EXERCISE - Would you count how many lines of the entries below include the word "most"? Give nothing but the number.
*** Opening of AVAILABLE DATA ***
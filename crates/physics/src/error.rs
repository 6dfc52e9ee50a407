use thiserror::Error;

use crate::world::BodyHandle;

/// Errors raised while building physical state.
#[derive(Error, Debug, Clone, PartialEq)]
pub enum PhysicsError {
    #[error("particle mass must be positive and finite, got {0}")]
    InvalidMass(f64),
    #[error("time step must be positive and finite, got {0}")]
    InvalidTimeStep(f64),
    #[error("unknown body {0:?}")]
    UnknownBody(BodyHandle),
}
impl BallPushEnv {
    /// Creates the environment and draws its first starting state.
    ///
    /// # Errors
    ///
    /// Propagates [`BallPushSettings::validate`] failures.
    pub fn new(settings: BallPushSettings, rng: fastrand::Rng) -> Result<Self, EnvError> {
        settings.validate()?;
        let mut env = Self {
            agent: VerletParticle::new(DVec2::ZERO, PARTICLE_MASS, settings.time_step)?,
            ball: VerletParticle::new(DVec2::ZERO, PARTICLE_MASS, settings.time_step)?,
            has_touched_ball: false,
            has_centered_ball: false,
            settings,
            rng,
        };
        env.reset();
        Ok(env)
    }

    #[must_use]
    pub fn settings(&self) -> &BallPushSettings {
        &self.settings
    }

    #[must_use]
    pub fn agent(&self) -> &VerletParticle {
        &self.agent
    }

    #[must_use]
    pub fn ball(&self) -> &VerletParticle {
        &self.ball
    }

    #[must_use]
    pub fn has_touched_ball(&self) -> bool {
        self.has_touched_ball
    }

    #[must_use]
    pub fn has_centered_ball(&self) -> bool {
        self.has_centered_ball
    }

    /// Moves the agent to `position` moving at `velocity`, as a reset would.
    /// Episode flags are untouched.
    pub fn place_agent(&mut self, position: DVec2, velocity: DVec2) {
        self.agent.slide_to_position(position);
        self.agent.set_velocity(velocity);
    }

    /// Moves the ball to `position` moving at `velocity`, as a reset would.
    pub fn place_ball(&mut self, position: DVec2, velocity: DVec2) {
        self.ball.slide_to_position(position);
        self.ball.set_velocity(velocity);
    }

    #[must_use]
    pub fn ball_in_center(&self) -> bool {
        self.ball.position().length() < self.settings.target_radius - self.settings.ball_radius
    }

    fn spawn_point(&mut self) -> DVec2 {
        let radius = self.rng.f64() * self.settings.boundary_radius * SPAWN_FRACTION;
        DVec2::from_angle(self.rng.f64() * TAU) * radius
    }

    fn observation(&self) -> Vec<f64> {
        let s = &self.settings;
        let agent = self.agent.position() / s.boundary_radius;
        let offset = (self.ball.position() - self.agent.position()) / (2.0 * s.boundary_radius);
        let agent_velocity = self.agent.velocity() / s.agent_max_speed();
        let ball_velocity = self.ball.velocity() / s.agent_max_speed();
        vec![
            agent.x,
            agent.y,
            offset.x,
            offset.y,
            agent_velocity.x,
            agent_velocity.y,
            ball_velocity.x,
            ball_velocity.y,
        ]
    }

    fn info(&self, just_touched: bool, just_centered: bool) -> Info {
        Info::from([
            ("ball_distance".to_owned(), json!(self.ball.position().length())),
            ("has_touched_ball".to_owned(), json!(self.has_touched_ball)),
            ("has_centered_ball".to_owned(), json!(self.has_centered_ball)),
            ("just_touched_ball".to_owned(), json!(just_touched)),
            ("just_centered_ball".to_owned(), json!(just_centered)),
        ])
    }

    /// Wall and contact pass. Returns whether the agent and ball overlapped.
    fn resolve_constraints(&mut self) -> bool {
        let s = &self.settings;
        if let Some(p) = contain_in_circle(self.agent.position(), s.agent_radius, s.boundary_radius) {
            self.agent.slide_to_position(p);
        }

        let contact = detect_circle_circle(
            self.agent.position(),
            s.agent_radius,
            self.ball.position(),
            s.ball_radius,
        );
        if let Some(contact) = contact {
            let correction = contact.half_correction();
            self.agent.slide_to_position(self.agent.position() + correction);
            self.ball.slide_to_position(self.ball.position() - correction);
        }

        if let Some(p) = contain_in_circle(self.ball.position(), s.ball_radius, s.boundary_radius) {
            self.ball.slide_to_position(p);
        }
        contact.is_some()
    }
}

impl Env for BallPushEnv {
    fn name(&self) -> &'static str {
        "BallPush"
    }

    fn action_len(&self) -> usize {
        2
    }

    fn observation_len(&self) -> usize {
        8
    }

    fn num_categorical_actions(&self) -> Result<usize, EnvError> {
        Ok(CATEGORICAL_ACTIONS.len())
    }

    /// `0..4` push along +x, -x, +y, -y; `4` coasts.
    fn categorical_action(&self, index: usize) -> Result<Vec<f64>, EnvError> {
        categorical_from_table(&CATEGORICAL_ACTIONS, index)
    }

    fn reset(&mut self) -> ResetResult {
        let agent = self.spawn_point();
        self.place_agent(agent, DVec2::ZERO);
        let ball = self.spawn_point();
        self.place_ball(ball, DVec2::ZERO);

        self.has_touched_ball = false;
        self.has_centered_ball = false;
        tracing::debug!(?agent, ?ball, "ball-push reset");

        ResetResult {
            observation: self.observation(),
            info: self.info(false, false),
        }
    }

    /// Action is `[x, y]` control, normalized when longer than 1.
    ///
    /// Observation is `[agent_x, agent_y, ball_dx, ball_dy, agent_vx,
    /// agent_vy, ball_vx, ball_vy]`: agent position over the boundary radius,
    /// ball offset from the agent over the arena diameter, and velocities
    /// over the agent's terminal speed.
    fn step(&mut self, action: &[f64]) -> Result<StepResult, EnvError> {
        validate_action(action, self.action_len())?;

        // diagonal control is no faster than axis-aligned control
        let mut control = DVec2::new(action[0], action[1]);
        if control.length() > 1.0 {
            control = control.normalize();
        }

        let s = &self.settings;
        let agent_drag = self.agent.velocity() * s.agent_drag;
        self.agent.apply_force(control * s.agent_acceleration - agent_drag);
        let ball_drag = self.ball.velocity() * s.ball_drag;
        self.ball.apply_force(-ball_drag);

        let touching = self.resolve_constraints();
        let just_touched = touching && !self.has_touched_ball;
        if just_touched {
            self.has_touched_ball = true;
            tracing::trace!("agent touched the ball");
        }

        let just_centered = self.ball_in_center() && !self.has_centered_ball;
        if just_centered {
            self.has_centered_ball = true;
            tracing::trace!("ball reached the target");
        }

        self.agent.step();
        self.ball.step();

        let s = &self.settings;
        let mut reward = 0.0;
        if just_touched {
            reward += s.touch_ball_reward;
        }
        if just_centered {
            reward += s.place_in_center_reward;
        }

        // crossing from the boundary to the centre sums to exactly 1
        let toward_center = -self.ball.position().normalize_or_zero();
        let ball_speed_to_center = self.ball.velocity().dot(toward_center);
        reward += s.move_to_center_reward * ball_speed_to_center * s.time_step / s.boundary_radius;

        if !self.has_touched_ball {
            let toward_ball = (self.ball.position() - self.agent.position()).normalize_or_zero();
            let agent_speed_to_ball = self.agent.velocity().dot(toward_ball);
            reward += s.move_to_ball_reward * agent_speed_to_ball * s.time_step / (2.0 * s.boundary_radius);
        }

        Ok(StepResult {
            observation: self.observation(),
            reward,
            terminated: false,
            info: self.info(just_touched, just_centered),
        })
    }

    fn render_size(&self) -> (f64, f64) {
        let side = self.settings.boundary_radius * 2.0 * self.settings.scale;
        (side, side)
    }

    fn scene(&self) -> Scene {
        let s = &self.settings;
        let size = self.render_size();
        let center = DVec2::new(size.0, size.1) * 0.5;
        let to_canvas = |p: DVec2| center + p * s.scale;
        let mut scene = Scene::new(size, Color::BLACK);

        scene.circle(center, s.boundary_radius * s.scale, Color::rgb(0.1, 0.1, 0.1));
        scene.ring(center, s.boundary_radius * s.scale, 3.0, Color::rgb(0.4, 0.4, 0.4));

        let target = if self.ball_in_center() {
            Color::rgb(0.0, 0.9, 0.0)
        } else {
            Color::rgb(0.0, 0.2, 0.8)
        };
        scene.ring(center, s.target_radius * s.scale, 3.0, target);
        scene.circle(to_canvas(self.ball.position()), s.ball_radius * s.scale, Color::rgb(0.0, 0.2, 0.8));
        scene.circle(to_canvas(self.agent.position()), s.agent_radius * s.scale, Color::rgb(0.8, 0.2, 0.0));
        scene
    }
}
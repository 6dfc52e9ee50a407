#![deny(clippy::all, clippy::pedantic)]
#![allow(clippy::module_name_repetitions)]
//! # Physics Kernels
//!
//! The small physics layer shared by the environments in the `envs` crate.
//!
//! ## Key Components
//!
//! -   **Particles:** [`VerletParticle`] in the [`verlet`] module is a
//!     position-Verlet point mass driven by accumulated forces and impulses.
//! -   **Contacts:** the [`contact`] module resolves circle/circle overlap
//!     and circle/arena containment at the position level.
//! -   **Rigid-body boundary:** [`RigidBodyWorld`] in the [`world`] module is
//!     the narrow interface an external 2D rigid-body engine must offer to
//!     host the walker. With the `mock` feature, [`KinematicWorld`] provides
//!     a solver-free implementation.
//!
//! ## Usage
//!
//! ```rust
//! use physics::{DVec2, VerletParticle};
//!
//! let mut particle = VerletParticle::new(DVec2::ZERO, 1.0, 1.0 / 60.0)?;
//! particle.apply_force(DVec2::new(10.0, 0.0));
//! particle.step();
//! assert!(particle.velocity().x > 0.0);
//! # Ok::<(), physics::PhysicsError>(())
//! ```

pub mod contact;
pub mod error;
#[cfg(feature = "mock")]
pub mod kinematic;
pub mod verlet;
pub mod world;

pub use contact::{contain_in_circle, detect_circle_circle, CircleContact};
pub use error::PhysicsError;
#[cfg(feature = "mock")]
pub use kinematic::KinematicWorld;
pub use verlet::VerletParticle;
pub use world::{BodyHandle, BodyKind, BoxDef, JointHandle, RevoluteJointDef, RigidBodyWorld};

pub use glam::DVec2;
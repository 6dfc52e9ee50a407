//! Checks every environment against the shared step/reset contract.

use envs::{Env, EnvConfig, EnvError, EnvKind};
use physics::{KinematicWorld, RigidBodyWorld};

fn kinematic() -> Box<dyn RigidBodyWorld> {
    Box::new(KinematicWorld::new())
}

fn all_envs(seed: u64) -> anyhow::Result<Vec<EnvKind>> {
    let configs = [
        r#"{"env": "cart_pole"}"#,
        r#"{"env": "ball_push"}"#,
        r#"{"env": "walker", "rock_count": 10}"#,
    ];
    configs
        .into_iter()
        .map(|json| -> anyhow::Result<EnvKind> {
            Ok(serde_json::from_str::<EnvConfig>(json)?.build(seed, kinematic)?)
        })
        .collect()
}

#[test]
fn wrong_length_actions_are_rejected() -> anyhow::Result<()> {
    for mut env in all_envs(0)? {
        env.reset();
        let too_long = vec![0.0; env.action_len() + 1];
        assert_eq!(
            env.step(&too_long),
            Err(EnvError::ActionLength {
                expected: env.action_len(),
                actual: env.action_len() + 1,
            }),
            "{}",
            env.name()
        );
        assert!(matches!(env.step(&[]), Err(EnvError::ActionLength { actual: 0, .. })));
    }
    Ok(())
}

#[test]
fn out_of_range_actions_are_rejected() -> anyhow::Result<()> {
    for mut env in all_envs(0)? {
        env.reset();
        let mut action = vec![0.0; env.action_len()];
        let last = action.len() - 1;
        action[last] = -1.5;
        assert_eq!(
            env.step(&action),
            Err(EnvError::ActionOutOfRange { index: last, value: -1.5 }),
            "{}",
            env.name()
        );
        action[last] = f64::NAN;
        assert!(matches!(env.step(&action), Err(EnvError::ActionOutOfRange { .. })));
    }
    Ok(())
}

#[test]
fn observation_length_never_changes() -> anyhow::Result<()> {
    let mut rng = fastrand::Rng::with_seed(11);
    for mut env in all_envs(3)? {
        let expected = env.observation_len();
        assert_eq!(env.reset().observation.len(), expected);
        for _ in 0..200 {
            let action: Vec<f64> = (0..env.action_len()).map(|_| rng.f64() * 2.0 - 1.0).collect();
            let step = env.step(&action)?;
            assert_eq!(step.observation.len(), expected, "{}", env.name());
            assert!(step.reward.is_finite());
            if step.terminated {
                assert_eq!(env.reset().observation.len(), expected);
            }
        }
    }
    Ok(())
}

#[test]
fn categorical_actions_are_valid_actions() -> anyhow::Result<()> {
    for mut env in all_envs(0)? {
        let count = match env.num_categorical_actions() {
            Ok(count) => count,
            Err(EnvError::Unsupported { .. }) => {
                assert_eq!(env.name(), "Walker Environment");
                continue;
            }
            Err(e) => return Err(e.into()),
        };
        env.reset();
        for index in 0..count {
            let action = env.categorical_action(index)?;
            assert_eq!(action.len(), env.action_len());
            env.step(&action)?;
        }
        assert_eq!(
            env.categorical_action(count),
            Err(EnvError::InvalidCategoricalAction { index: count, count })
        );
    }
    Ok(())
}

#[test]
fn scenes_fit_the_render_size() -> anyhow::Result<()> {
    for mut env in all_envs(9)? {
        env.reset();
        let (width, height) = env.render_size();
        let scene = env.scene();
        assert_eq!((scene.width, scene.height), (width, height));
        assert!(!scene.shapes.is_empty());
        let json = serde_json::to_value(&scene)?;
        assert!(json["shapes"][0]["shape"].is_string(), "{}", env.name());
    }
    Ok(())
}

#[test]
fn unknown_env_tag_is_rejected() {
    let parsed = serde_json::from_str::<EnvConfig>(r#"{"env": "mountain_car"}"#);
    assert!(parsed.is_err());
}
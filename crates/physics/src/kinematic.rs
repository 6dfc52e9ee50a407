//! Kinematic reference world.
//!
//! [`KinematicWorld`] implements [`RigidBodyWorld`] without a solver: bodies
//! move with whatever velocity was set on them, joint motors reach their
//! target speed instantly and joint angles stop at their limits. There is no
//! gravity and no contact. It stands in for a real engine in tests and in the
//! headless runtime.

use glam::DVec2;

use crate::error::PhysicsError;
use crate::world::{BodyHandle, BodyKind, BoxDef, JointHandle, RevoluteJointDef, RigidBodyWorld};

#[derive(Clone, Debug)]
struct KinematicBody {
    def: BoxDef,
    position: DVec2,
    angle: f64,
    linear_velocity: DVec2,
    angular_velocity: f64,
    awake: bool,
}

#[derive(Clone, Debug)]
struct KinematicJoint {
    def: RevoluteJointDef,
    angle: f64,
    speed: f64,
}

#[derive(Clone, Debug, Default)]
pub struct KinematicWorld {
    bodies: Vec<KinematicBody>,
    joints: Vec<KinematicJoint>,
    steps: u64,
}

impl KinematicWorld {
    #[must_use]
    pub fn new() -> Self {
        Self::default()
    }

    #[must_use]
    pub fn body_count(&self) -> usize {
        self.bodies.len()
    }

    #[must_use]
    pub fn joint_count(&self) -> usize {
        self.joints.len()
    }

    /// Number of completed [`RigidBodyWorld::step`] calls.
    #[must_use]
    pub fn steps(&self) -> u64 {
        self.steps
    }

    #[must_use]
    pub fn joint_def(&self, joint: JointHandle) -> &RevoluteJointDef {
        &self.joints[joint.0].def
    }

    #[must_use]
    pub fn is_awake(&self, body: BodyHandle) -> bool {
        self.bodies[body.0].awake
    }

    #[must_use]
    pub fn angular_velocity(&self, body: BodyHandle) -> f64 {
        self.bodies[body.0].angular_velocity
    }

    /// Overrides a joint angle, for placing a body in a known pose.
    pub fn set_joint_angle(&mut self, joint: JointHandle, angle: f64) {
        self.joints[joint.0].angle = angle;
    }
}

impl RigidBodyWorld for KinematicWorld {
    fn create_box(&mut self, def: &BoxDef) -> BodyHandle {
        self.bodies.push(KinematicBody {
            def: def.clone(),
            position: DVec2::ZERO,
            angle: 0.0,
            linear_velocity: DVec2::ZERO,
            angular_velocity: 0.0,
            awake: true,
        });
        BodyHandle(self.bodies.len() - 1)
    }

    fn create_revolute_joint(&mut self, def: &RevoluteJointDef) -> Result<JointHandle, PhysicsError> {
        for body in [def.body_a, def.body_b] {
            if body.0 >= self.bodies.len() {
                return Err(PhysicsError::UnknownBody(body));
            }
        }
        self.joints.push(KinematicJoint {
            def: def.clone(),
            angle: 0.0,
            speed: 0.0,
        });
        tracing::trace!(joint = self.joints.len() - 1, "created revolute joint");
        Ok(JointHandle(self.joints.len() - 1))
    }

    /// Also relaxes every joint attached to `body`: a placed body carries
    /// no memory of the pose its joints were in.
    fn set_transform(&mut self, body: BodyHandle, position: DVec2, angle: f64) {
        let placed = &mut self.bodies[body.0];
        placed.position = position;
        placed.angle = angle;
        for joint in &mut self.joints {
            if joint.def.body_a == body || joint.def.body_b == body {
                joint.angle = 0.0;
                joint.speed = 0.0;
            }
        }
    }

    fn set_linear_velocity(&mut self, body: BodyHandle, velocity: DVec2) {
        self.bodies[body.0].linear_velocity = velocity;
    }

    fn set_angular_velocity(&mut self, body: BodyHandle, velocity: f64) {
        self.bodies[body.0].angular_velocity = velocity;
    }

    fn set_awake(&mut self, body: BodyHandle, awake: bool) {
        self.bodies[body.0].awake = awake;
    }

    fn position(&self, body: BodyHandle) -> DVec2 {
        self.bodies[body.0].position
    }

    fn angle(&self, body: BodyHandle) -> f64 {
        self.bodies[body.0].angle
    }

    fn linear_velocity(&self, body: BodyHandle) -> DVec2 {
        self.bodies[body.0].linear_velocity
    }

    fn set_motor_speed(&mut self, joint: JointHandle, speed: f64) {
        self.joints[joint.0].def.motor_speed = speed;
    }

    fn joint_angle(&self, joint: JointHandle) -> f64 {
        self.joints[joint.0].angle
    }

    fn joint_speed(&self, joint: JointHandle) -> f64 {
        self.joints[joint.0].speed
    }

    fn step(&mut self, dt: f64, _velocity_iterations: u32, _position_iterations: u32) {
        for joint in &mut self.joints {
            let target = if joint.def.enable_motor { joint.def.motor_speed } else { 0.0 };
            let mut angle = joint.angle + target * dt;
            if joint.def.enable_limit {
                angle = angle.clamp(joint.def.lower_angle, joint.def.upper_angle);
            }
            joint.speed = (angle - joint.angle) / dt;
            joint.angle = angle;
        }
        for body in &mut self.bodies {
            if body.def.kind == BodyKind::Dynamic && body.awake {
                body.position += body.linear_velocity * dt;
                body.angle += body.angular_velocity * dt;
            }
        }
        self.steps += 1;
    }
}
//! Per-state reports: largest cities and smallest city of each state.

use super::grouping::group_by;
use super::{rank_by_population, write_section_title};
use crate::model::city::City;
use std::io::{self, Write};

const EMPTY_REPOSITORY_MESSAGE: &str = "No cities loaded";

/// Largest cities of one state, most populous first.
#[derive(Debug, Clone, PartialEq, Eq)]
pub struct StateCities<'a> {
    pub state: &'a str,
    pub cities: Vec<&'a City>,
}

/// Least populous city of one state.
#[derive(Debug, Clone, PartialEq, Eq)]
pub struct StateLowest<'a> {
    pub state: &'a str,
    pub city: &'a City,
}

/// Returns up to `limit` most populous cities for every state.
///
/// # Contract
/// - States appear in first-encounter input order.
/// - Within a state, ties keep input order.
/// - A state with fewer than `limit` cities lists all of them.
pub fn top_cities_by_state(cities: &[City], limit: usize) -> Vec<StateCities<'_>> {
    group_by(cities, |city| city.state.as_str())
        .into_iter()
        .map(|(state, members)| {
            let mut ranked = rank_by_population(members);
            ranked.truncate(limit);
            StateCities {
                state,
                cities: ranked,
            }
        })
        .collect()
}

/// Returns the least populous city for every state.
///
/// On a population tie the first city in input order wins.
pub fn lowest_city_by_state(cities: &[City]) -> Vec<StateLowest<'_>> {
    group_by(cities, |city| city.state.as_str())
        .into_iter()
        .filter_map(|(state, members)| {
            members
                .into_iter()
                .min_by_key(|city| city.population)
                .map(|city| StateLowest { state, city })
        })
        .collect()
}

pub fn write_top_cities_by_state(
    cities: &[City],
    limit: usize,
    out: &mut impl Write,
) -> io::Result<()> {
    write_section_title(out, &top_cities_title(limit))?;

    let groups = top_cities_by_state(cities, limit);
    if groups.is_empty() {
        return writeln!(out, "{EMPTY_REPOSITORY_MESSAGE}");
    }

    for group in groups {
        writeln!(out)?;
        writeln!(out, "{}:", group.state)?;
        for city in group.cities {
            writeln!(out, "  {city}")?;
        }
    }
    Ok(())
}

fn top_cities_title(limit: usize) -> String {
    match limit {
        3 => "Top Three Cities by State".to_string(),
        n => format!("Top {n} Cities by State"),
    }
}

pub fn write_lowest_city_by_state(cities: &[City], out: &mut impl Write) -> io::Result<()> {
    write_section_title(out, "Lowest Population City by State")?;

    let lowest = lowest_city_by_state(cities);
    if lowest.is_empty() {
        return writeln!(out, "{EMPTY_REPOSITORY_MESSAGE}");
    }

    for entry in lowest {
        writeln!(out, "{}: {}", entry.state, entry.city)?;
    }
    Ok(())
}
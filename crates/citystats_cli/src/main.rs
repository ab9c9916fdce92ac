//! `citystats` entry point.
//!
//! # Responsibility
//! - Load the configured city file and print the five reports to stdout.
//! - Keep the process exit code at success; bad input only degrades output.

use citystats_core::logging::default_log_dir;
use citystats_core::{
    core_version, default_log_level, init_logging, write_all_reports, CityRepository,
    ReportConfig,
};
use log::{error, info};
use std::io::{self, BufWriter, Write};

fn main() {
    if let Err(err) = init_logging(default_log_level(), &default_log_dir()) {
        eprintln!("citystats: logging disabled: {err}");
    }
    info!("event=cli_start module=cli status=ok version={}", core_version());

    let config = ReportConfig::default();
    let repo = CityRepository::load(&config.source_path);

    let stdout = io::stdout();
    let mut out = BufWriter::new(stdout.lock());
    if let Err(err) = run(&repo, &config, &mut out) {
        error!("event=cli_write module=cli status=error error={}", err);
        eprintln!("citystats: failed to write report: {err}");
        return;
    }
    info!(
        "event=cli_done module=cli status=ok cities={} diagnostics={}",
        repo.len(),
        repo.diagnostics().len()
    );
}

fn run(repo: &CityRepository, config: &ReportConfig, out: &mut impl Write) -> io::Result<()> {
    for diagnostic in repo.diagnostics() {
        writeln!(out, "{diagnostic}")?;
    }
    write_all_reports(repo, config, out)?;
    out.flush()
}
*** Close of AVAILABLE DATA ***
TASK ANSWER - 2